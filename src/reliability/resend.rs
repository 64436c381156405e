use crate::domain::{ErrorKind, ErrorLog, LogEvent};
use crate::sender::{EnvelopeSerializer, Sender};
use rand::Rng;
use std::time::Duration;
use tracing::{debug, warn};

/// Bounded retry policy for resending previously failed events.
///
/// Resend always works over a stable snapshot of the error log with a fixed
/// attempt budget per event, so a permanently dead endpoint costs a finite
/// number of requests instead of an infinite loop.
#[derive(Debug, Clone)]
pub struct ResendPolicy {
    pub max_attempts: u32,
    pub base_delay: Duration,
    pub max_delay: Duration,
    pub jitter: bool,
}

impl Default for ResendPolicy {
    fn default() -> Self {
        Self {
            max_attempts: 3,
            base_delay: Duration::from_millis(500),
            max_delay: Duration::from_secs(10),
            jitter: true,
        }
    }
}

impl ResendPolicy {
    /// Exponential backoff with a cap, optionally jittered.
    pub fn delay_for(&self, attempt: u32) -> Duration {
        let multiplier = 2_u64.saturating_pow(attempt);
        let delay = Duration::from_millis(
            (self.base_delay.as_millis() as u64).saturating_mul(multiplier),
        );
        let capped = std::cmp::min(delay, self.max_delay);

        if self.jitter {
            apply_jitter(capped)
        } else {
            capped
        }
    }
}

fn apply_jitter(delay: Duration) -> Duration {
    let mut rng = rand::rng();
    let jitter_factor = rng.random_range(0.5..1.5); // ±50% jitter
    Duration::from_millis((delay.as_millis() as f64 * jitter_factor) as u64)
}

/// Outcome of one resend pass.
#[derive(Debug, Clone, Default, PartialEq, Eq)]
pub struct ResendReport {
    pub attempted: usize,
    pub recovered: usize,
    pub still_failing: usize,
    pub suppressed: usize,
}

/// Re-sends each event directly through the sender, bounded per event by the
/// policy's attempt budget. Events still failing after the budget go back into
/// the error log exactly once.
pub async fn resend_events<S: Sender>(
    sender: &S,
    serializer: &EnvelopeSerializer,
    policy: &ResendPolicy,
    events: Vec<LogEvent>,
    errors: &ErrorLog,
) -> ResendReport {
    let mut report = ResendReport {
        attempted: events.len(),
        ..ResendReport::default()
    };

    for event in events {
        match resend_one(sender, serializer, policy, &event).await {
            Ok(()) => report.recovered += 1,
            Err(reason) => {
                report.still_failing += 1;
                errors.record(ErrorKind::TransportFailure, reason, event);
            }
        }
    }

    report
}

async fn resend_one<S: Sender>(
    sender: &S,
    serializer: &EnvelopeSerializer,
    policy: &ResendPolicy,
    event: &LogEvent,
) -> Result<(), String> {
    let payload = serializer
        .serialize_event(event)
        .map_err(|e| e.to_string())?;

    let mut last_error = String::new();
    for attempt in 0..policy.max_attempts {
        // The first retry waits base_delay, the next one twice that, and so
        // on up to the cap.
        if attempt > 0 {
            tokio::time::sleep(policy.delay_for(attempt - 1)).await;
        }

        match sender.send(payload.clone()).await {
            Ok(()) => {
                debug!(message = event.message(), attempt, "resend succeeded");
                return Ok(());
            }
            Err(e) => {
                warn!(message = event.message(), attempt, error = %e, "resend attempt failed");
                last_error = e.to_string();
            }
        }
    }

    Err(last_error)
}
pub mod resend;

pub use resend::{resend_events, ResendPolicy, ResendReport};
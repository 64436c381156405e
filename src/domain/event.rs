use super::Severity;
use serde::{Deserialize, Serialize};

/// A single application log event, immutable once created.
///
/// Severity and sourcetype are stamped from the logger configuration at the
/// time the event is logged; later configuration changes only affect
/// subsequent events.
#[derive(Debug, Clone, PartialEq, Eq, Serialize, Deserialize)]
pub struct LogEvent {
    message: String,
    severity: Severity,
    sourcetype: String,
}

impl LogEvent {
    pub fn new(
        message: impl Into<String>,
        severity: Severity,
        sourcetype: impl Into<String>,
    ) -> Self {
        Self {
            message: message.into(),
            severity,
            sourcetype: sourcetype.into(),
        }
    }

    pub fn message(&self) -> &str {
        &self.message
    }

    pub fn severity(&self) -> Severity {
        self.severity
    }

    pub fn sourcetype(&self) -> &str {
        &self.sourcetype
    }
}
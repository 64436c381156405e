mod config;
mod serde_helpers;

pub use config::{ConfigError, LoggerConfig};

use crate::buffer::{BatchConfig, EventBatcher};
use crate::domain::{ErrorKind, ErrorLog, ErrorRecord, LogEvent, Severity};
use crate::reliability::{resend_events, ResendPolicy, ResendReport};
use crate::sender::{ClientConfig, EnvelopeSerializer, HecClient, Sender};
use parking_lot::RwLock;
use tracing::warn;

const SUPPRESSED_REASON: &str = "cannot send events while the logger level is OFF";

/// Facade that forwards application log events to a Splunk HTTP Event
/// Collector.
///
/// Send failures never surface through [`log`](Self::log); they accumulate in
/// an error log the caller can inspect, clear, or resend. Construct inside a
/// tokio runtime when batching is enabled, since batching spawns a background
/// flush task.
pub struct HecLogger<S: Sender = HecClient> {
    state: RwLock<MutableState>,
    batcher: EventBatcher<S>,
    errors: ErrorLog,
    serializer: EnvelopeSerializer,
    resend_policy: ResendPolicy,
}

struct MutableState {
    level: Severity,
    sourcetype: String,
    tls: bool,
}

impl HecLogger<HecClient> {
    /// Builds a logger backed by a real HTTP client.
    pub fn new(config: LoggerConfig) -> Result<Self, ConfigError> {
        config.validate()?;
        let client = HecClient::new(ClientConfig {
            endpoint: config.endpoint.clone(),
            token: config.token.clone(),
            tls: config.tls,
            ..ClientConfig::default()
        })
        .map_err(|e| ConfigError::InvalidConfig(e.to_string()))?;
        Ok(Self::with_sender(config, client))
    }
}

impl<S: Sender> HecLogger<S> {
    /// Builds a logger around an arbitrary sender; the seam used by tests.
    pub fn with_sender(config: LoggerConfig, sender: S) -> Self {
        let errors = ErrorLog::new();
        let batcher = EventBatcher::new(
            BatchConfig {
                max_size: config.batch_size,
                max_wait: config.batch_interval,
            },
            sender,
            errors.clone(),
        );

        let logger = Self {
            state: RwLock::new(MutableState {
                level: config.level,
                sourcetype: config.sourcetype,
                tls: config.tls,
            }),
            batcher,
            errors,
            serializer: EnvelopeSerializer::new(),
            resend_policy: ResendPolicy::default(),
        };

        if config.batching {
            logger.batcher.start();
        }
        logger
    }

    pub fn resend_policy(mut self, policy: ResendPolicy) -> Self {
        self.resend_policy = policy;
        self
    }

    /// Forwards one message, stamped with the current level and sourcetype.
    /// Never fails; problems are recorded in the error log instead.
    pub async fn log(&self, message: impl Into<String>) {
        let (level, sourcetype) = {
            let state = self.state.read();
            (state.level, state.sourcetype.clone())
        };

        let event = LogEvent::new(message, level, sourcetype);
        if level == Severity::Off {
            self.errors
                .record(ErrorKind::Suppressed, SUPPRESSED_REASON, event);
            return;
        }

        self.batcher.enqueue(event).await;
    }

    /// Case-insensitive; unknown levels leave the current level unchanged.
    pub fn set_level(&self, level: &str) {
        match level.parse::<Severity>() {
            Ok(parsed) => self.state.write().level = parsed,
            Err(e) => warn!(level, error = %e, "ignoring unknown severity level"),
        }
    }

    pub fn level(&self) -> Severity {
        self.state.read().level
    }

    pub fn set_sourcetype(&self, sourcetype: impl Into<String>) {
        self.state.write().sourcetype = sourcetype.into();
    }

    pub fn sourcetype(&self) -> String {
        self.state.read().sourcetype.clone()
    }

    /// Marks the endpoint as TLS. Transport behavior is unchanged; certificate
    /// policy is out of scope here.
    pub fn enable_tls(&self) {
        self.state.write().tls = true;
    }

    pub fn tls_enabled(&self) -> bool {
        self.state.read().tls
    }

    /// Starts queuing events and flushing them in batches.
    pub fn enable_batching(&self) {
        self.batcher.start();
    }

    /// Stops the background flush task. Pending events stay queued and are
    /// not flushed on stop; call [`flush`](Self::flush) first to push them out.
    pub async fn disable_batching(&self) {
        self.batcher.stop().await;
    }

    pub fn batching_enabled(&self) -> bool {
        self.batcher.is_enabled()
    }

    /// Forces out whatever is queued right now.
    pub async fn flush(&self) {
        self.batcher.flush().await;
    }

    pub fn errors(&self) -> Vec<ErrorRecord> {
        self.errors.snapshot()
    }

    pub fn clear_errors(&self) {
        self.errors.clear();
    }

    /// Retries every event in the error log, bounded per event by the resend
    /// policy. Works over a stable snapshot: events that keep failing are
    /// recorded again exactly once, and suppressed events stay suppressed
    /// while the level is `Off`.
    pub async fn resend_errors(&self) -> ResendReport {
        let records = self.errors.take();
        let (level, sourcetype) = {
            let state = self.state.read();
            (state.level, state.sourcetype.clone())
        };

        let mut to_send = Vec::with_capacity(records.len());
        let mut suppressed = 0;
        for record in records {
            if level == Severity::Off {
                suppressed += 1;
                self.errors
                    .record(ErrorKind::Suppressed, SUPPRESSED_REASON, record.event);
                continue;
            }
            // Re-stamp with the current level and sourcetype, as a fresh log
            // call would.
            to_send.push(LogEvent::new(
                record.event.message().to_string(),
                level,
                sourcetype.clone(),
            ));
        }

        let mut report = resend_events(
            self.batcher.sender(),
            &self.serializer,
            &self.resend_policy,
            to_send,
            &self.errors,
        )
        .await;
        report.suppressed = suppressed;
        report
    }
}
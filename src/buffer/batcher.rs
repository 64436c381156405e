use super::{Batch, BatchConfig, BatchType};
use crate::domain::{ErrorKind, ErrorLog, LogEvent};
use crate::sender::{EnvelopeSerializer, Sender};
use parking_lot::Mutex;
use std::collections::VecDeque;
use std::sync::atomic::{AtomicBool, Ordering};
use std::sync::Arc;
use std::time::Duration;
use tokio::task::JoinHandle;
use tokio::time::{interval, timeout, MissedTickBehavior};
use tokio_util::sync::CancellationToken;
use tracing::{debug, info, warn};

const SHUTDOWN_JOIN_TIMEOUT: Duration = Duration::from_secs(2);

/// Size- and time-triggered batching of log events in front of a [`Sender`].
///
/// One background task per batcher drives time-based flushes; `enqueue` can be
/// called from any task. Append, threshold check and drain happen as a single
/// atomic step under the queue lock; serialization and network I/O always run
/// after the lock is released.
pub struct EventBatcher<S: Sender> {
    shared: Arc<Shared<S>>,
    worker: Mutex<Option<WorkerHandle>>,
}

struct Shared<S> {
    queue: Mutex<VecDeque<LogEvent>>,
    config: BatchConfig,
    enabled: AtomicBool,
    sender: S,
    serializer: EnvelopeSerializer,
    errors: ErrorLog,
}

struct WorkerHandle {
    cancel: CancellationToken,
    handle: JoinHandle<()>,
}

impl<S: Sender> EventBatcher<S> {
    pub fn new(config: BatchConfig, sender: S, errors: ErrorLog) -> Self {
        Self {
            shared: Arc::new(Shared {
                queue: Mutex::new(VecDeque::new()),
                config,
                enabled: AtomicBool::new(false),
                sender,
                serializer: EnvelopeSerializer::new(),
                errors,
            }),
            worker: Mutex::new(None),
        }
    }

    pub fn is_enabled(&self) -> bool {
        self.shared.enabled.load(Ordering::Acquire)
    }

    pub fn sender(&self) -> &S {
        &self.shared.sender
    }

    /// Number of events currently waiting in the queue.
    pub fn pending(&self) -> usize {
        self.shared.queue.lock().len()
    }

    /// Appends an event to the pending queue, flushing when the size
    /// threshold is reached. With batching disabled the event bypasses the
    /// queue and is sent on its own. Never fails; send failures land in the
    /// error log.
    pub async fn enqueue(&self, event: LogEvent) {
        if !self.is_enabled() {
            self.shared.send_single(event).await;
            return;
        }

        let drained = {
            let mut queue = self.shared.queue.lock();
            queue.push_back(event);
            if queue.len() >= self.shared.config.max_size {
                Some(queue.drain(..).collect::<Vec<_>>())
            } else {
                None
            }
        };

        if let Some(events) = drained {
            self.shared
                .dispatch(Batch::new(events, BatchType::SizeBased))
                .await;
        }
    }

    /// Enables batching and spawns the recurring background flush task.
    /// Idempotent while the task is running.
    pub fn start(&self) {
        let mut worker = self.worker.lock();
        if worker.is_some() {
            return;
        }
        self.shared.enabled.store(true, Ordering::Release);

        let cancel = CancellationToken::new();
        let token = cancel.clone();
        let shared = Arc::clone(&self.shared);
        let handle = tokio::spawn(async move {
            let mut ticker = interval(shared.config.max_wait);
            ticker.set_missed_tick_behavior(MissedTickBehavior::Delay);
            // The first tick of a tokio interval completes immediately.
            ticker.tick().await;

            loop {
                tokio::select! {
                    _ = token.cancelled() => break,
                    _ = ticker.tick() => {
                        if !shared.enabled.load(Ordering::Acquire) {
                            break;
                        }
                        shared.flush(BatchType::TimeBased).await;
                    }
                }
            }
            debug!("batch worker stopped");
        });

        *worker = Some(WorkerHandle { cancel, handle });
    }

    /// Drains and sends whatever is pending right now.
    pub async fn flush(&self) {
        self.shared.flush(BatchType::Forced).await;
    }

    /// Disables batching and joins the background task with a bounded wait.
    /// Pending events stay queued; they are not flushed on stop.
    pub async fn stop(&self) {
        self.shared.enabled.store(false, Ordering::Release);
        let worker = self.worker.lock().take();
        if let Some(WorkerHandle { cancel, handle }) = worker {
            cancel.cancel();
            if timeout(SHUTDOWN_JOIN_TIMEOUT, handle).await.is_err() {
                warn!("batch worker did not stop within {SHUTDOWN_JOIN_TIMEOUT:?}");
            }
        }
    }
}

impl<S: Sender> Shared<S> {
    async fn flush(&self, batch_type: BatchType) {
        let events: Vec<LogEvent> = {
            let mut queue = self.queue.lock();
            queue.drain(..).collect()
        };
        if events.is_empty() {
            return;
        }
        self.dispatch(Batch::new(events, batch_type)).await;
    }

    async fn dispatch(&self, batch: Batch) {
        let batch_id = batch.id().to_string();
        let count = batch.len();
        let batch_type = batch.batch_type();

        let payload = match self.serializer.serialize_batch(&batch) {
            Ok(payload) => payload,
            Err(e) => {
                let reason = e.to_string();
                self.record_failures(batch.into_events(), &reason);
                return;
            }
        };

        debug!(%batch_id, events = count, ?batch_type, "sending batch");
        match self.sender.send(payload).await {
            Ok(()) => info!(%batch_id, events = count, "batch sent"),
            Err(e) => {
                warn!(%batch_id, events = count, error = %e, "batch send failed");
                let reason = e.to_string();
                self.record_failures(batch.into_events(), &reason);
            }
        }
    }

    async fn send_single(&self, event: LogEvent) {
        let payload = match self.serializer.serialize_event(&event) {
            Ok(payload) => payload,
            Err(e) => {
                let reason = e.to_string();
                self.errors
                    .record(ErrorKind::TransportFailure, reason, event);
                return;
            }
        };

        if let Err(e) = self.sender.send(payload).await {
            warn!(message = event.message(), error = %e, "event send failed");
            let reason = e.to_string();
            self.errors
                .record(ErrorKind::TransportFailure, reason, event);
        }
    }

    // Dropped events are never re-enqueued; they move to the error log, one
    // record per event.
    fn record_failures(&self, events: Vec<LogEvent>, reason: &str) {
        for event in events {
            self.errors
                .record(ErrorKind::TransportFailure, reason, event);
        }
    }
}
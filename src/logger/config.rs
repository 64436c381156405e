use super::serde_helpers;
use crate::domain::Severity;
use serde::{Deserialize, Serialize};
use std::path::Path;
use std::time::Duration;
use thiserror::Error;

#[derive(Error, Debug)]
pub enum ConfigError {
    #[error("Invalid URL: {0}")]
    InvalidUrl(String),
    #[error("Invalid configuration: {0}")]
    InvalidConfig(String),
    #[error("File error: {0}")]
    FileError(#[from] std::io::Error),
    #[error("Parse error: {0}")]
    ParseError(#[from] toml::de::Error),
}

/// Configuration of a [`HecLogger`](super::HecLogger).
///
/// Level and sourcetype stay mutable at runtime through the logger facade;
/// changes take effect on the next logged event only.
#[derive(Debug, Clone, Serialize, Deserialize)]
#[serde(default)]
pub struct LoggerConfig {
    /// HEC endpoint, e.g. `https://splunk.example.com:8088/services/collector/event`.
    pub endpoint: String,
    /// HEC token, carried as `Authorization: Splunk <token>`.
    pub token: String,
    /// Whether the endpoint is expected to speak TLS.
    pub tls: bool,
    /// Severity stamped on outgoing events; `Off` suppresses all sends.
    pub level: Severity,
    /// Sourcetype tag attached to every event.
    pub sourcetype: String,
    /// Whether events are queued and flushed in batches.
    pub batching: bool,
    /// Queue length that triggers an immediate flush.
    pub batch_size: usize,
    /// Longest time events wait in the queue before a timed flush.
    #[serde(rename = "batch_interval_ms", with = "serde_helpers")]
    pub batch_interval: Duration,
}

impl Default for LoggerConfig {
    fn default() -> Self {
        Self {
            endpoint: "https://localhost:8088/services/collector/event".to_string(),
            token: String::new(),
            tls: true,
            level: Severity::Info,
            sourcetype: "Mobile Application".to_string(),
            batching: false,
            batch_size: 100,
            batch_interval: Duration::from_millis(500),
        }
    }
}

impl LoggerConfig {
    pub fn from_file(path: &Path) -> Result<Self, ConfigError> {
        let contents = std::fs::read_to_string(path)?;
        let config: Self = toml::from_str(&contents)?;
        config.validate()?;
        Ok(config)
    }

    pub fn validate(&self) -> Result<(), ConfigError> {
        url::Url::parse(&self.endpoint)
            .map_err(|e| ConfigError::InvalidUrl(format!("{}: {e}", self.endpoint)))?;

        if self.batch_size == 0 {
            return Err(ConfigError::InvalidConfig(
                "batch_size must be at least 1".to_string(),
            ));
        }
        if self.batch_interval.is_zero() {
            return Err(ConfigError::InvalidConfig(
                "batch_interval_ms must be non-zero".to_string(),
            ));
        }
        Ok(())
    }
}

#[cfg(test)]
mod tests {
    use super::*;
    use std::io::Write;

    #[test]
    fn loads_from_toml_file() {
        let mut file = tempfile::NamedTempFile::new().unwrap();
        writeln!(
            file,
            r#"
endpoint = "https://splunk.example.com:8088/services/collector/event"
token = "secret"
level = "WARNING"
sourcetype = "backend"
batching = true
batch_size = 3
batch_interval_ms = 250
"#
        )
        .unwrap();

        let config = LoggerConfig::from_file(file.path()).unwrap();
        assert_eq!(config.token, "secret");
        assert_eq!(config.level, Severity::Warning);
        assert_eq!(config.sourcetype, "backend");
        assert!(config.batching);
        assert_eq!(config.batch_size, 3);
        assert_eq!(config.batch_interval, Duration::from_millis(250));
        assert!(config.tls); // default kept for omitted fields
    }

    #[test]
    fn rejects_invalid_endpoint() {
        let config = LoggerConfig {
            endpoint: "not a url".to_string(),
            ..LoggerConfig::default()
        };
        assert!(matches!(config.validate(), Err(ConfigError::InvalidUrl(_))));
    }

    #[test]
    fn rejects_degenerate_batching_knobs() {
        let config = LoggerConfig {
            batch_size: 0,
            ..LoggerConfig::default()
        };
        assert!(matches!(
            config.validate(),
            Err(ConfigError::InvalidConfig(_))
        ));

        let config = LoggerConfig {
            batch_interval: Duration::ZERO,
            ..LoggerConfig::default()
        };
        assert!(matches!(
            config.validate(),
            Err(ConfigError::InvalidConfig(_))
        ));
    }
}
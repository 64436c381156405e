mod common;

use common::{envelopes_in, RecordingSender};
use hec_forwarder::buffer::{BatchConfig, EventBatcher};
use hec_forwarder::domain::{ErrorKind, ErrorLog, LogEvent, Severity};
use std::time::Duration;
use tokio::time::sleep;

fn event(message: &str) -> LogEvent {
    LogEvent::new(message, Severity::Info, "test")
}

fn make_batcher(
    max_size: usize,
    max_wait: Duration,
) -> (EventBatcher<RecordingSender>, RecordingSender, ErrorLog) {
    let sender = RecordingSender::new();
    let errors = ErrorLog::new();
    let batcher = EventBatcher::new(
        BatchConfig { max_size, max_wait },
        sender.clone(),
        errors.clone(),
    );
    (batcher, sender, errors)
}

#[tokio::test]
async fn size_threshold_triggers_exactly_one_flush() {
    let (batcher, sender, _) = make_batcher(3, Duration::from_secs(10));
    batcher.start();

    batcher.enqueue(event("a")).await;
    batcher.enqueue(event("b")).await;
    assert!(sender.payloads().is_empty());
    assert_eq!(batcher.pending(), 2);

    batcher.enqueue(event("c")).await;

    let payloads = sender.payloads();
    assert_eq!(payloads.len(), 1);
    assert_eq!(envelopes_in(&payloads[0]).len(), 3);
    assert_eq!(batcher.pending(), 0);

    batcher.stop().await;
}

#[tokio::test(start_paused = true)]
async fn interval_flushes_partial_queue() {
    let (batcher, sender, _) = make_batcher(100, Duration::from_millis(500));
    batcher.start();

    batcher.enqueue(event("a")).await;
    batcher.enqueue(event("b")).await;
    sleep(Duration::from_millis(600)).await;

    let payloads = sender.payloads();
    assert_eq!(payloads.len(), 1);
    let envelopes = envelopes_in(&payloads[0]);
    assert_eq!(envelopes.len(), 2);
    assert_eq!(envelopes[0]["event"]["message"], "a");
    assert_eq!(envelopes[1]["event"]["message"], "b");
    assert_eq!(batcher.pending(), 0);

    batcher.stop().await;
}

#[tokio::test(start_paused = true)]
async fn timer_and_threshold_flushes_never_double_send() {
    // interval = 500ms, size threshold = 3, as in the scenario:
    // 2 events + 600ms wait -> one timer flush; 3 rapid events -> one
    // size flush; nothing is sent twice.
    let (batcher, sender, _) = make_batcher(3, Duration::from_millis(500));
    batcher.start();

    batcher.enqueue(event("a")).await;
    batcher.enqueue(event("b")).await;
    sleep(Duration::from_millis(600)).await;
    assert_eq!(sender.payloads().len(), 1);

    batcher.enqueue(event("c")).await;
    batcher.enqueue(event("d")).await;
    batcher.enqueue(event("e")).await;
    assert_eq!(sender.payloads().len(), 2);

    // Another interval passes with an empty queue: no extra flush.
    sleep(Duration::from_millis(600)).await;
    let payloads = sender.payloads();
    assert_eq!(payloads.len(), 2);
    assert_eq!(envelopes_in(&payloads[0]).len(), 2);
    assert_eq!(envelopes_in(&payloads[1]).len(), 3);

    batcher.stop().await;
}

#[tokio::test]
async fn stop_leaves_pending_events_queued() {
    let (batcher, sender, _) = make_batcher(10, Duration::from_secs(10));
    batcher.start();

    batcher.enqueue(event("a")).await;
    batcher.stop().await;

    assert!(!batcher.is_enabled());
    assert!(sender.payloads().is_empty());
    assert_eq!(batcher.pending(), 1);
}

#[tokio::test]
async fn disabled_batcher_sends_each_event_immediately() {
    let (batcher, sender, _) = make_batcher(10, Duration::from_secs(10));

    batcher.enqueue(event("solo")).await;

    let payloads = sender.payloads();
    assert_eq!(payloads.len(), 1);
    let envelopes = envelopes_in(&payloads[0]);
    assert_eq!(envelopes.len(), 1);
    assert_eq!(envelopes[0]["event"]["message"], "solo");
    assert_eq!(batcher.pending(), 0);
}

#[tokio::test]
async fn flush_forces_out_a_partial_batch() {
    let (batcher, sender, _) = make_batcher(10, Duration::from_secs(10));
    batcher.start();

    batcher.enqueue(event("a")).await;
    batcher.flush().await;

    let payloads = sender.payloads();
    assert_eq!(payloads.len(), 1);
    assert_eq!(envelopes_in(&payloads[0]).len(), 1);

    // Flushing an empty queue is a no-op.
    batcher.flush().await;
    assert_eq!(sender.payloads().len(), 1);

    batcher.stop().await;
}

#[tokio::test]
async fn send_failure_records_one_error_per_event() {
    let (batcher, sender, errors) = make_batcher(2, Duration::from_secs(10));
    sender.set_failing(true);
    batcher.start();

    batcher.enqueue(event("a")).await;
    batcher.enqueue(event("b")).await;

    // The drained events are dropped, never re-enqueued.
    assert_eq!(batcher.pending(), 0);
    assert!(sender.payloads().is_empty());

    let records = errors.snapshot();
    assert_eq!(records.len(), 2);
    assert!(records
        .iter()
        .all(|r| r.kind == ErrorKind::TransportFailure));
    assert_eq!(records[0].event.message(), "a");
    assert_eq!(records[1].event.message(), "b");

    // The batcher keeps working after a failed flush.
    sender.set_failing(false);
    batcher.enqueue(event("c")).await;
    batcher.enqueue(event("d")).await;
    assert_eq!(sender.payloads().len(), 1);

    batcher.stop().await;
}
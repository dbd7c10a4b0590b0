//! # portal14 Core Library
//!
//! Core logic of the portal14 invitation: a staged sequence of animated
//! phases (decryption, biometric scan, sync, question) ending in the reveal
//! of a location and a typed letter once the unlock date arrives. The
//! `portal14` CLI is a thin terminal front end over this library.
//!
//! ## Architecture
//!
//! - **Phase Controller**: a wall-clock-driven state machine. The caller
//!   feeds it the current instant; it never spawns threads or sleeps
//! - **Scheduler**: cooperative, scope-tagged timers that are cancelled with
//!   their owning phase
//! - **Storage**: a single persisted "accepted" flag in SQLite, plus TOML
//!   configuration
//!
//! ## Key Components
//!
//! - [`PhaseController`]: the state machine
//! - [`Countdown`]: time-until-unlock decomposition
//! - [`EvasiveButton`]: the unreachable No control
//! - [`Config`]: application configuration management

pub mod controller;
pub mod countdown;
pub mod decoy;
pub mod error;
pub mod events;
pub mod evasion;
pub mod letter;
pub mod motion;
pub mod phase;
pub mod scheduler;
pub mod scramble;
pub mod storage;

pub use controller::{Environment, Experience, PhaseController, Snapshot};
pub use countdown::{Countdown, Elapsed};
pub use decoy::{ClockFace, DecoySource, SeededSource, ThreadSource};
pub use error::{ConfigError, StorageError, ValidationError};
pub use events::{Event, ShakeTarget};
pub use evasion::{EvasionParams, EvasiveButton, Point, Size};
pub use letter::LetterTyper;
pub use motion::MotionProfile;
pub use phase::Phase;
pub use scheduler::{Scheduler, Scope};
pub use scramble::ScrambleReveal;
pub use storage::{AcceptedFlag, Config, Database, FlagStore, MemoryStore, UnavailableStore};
########
◆ **PROBLEM STATEMENT**:
An exact copy of the lines above, from the one containing "Err(e) => warn!(level, error" through the one containing "pub async fn disable_batching(&self)", is the whole of the answer.

◆ **WRITTEN SOLUTION**:
            Err(e) => warn!(level, error = %e, "ignoring unknown severity level"),
        }
    }

    pub fn level(&self) -> Severity {
        self.state.read().level
    }

    pub fn set_sourcetype(&self, sourcetype: impl Into<String>) {
        self.state.write().sourcetype = sourcetype.into();
    }

    pub fn sourcetype(&self) -> String {
        self.state.read().sourcetype.clone()
    }

    /// Marks the endpoint as TLS. Transport behavior is unchanged; certificate
    /// policy is out of scope here.
    pub fn enable_tls(&self) {
        self.state.write().tls = true;
    }

    pub fn tls_enabled(&self) -> bool {
        self.state.read().tls
    }

    /// Starts queuing events and flushing them in batches.
    pub fn enable_batching(&self) {
        self.batcher.start();
    }

    /// Stops the background flush task. Pending events stay queued and are
    /// not flushed on stop; call [`flush`](Self::flush) first to push them out.
    pub async fn disable_batching(&self) {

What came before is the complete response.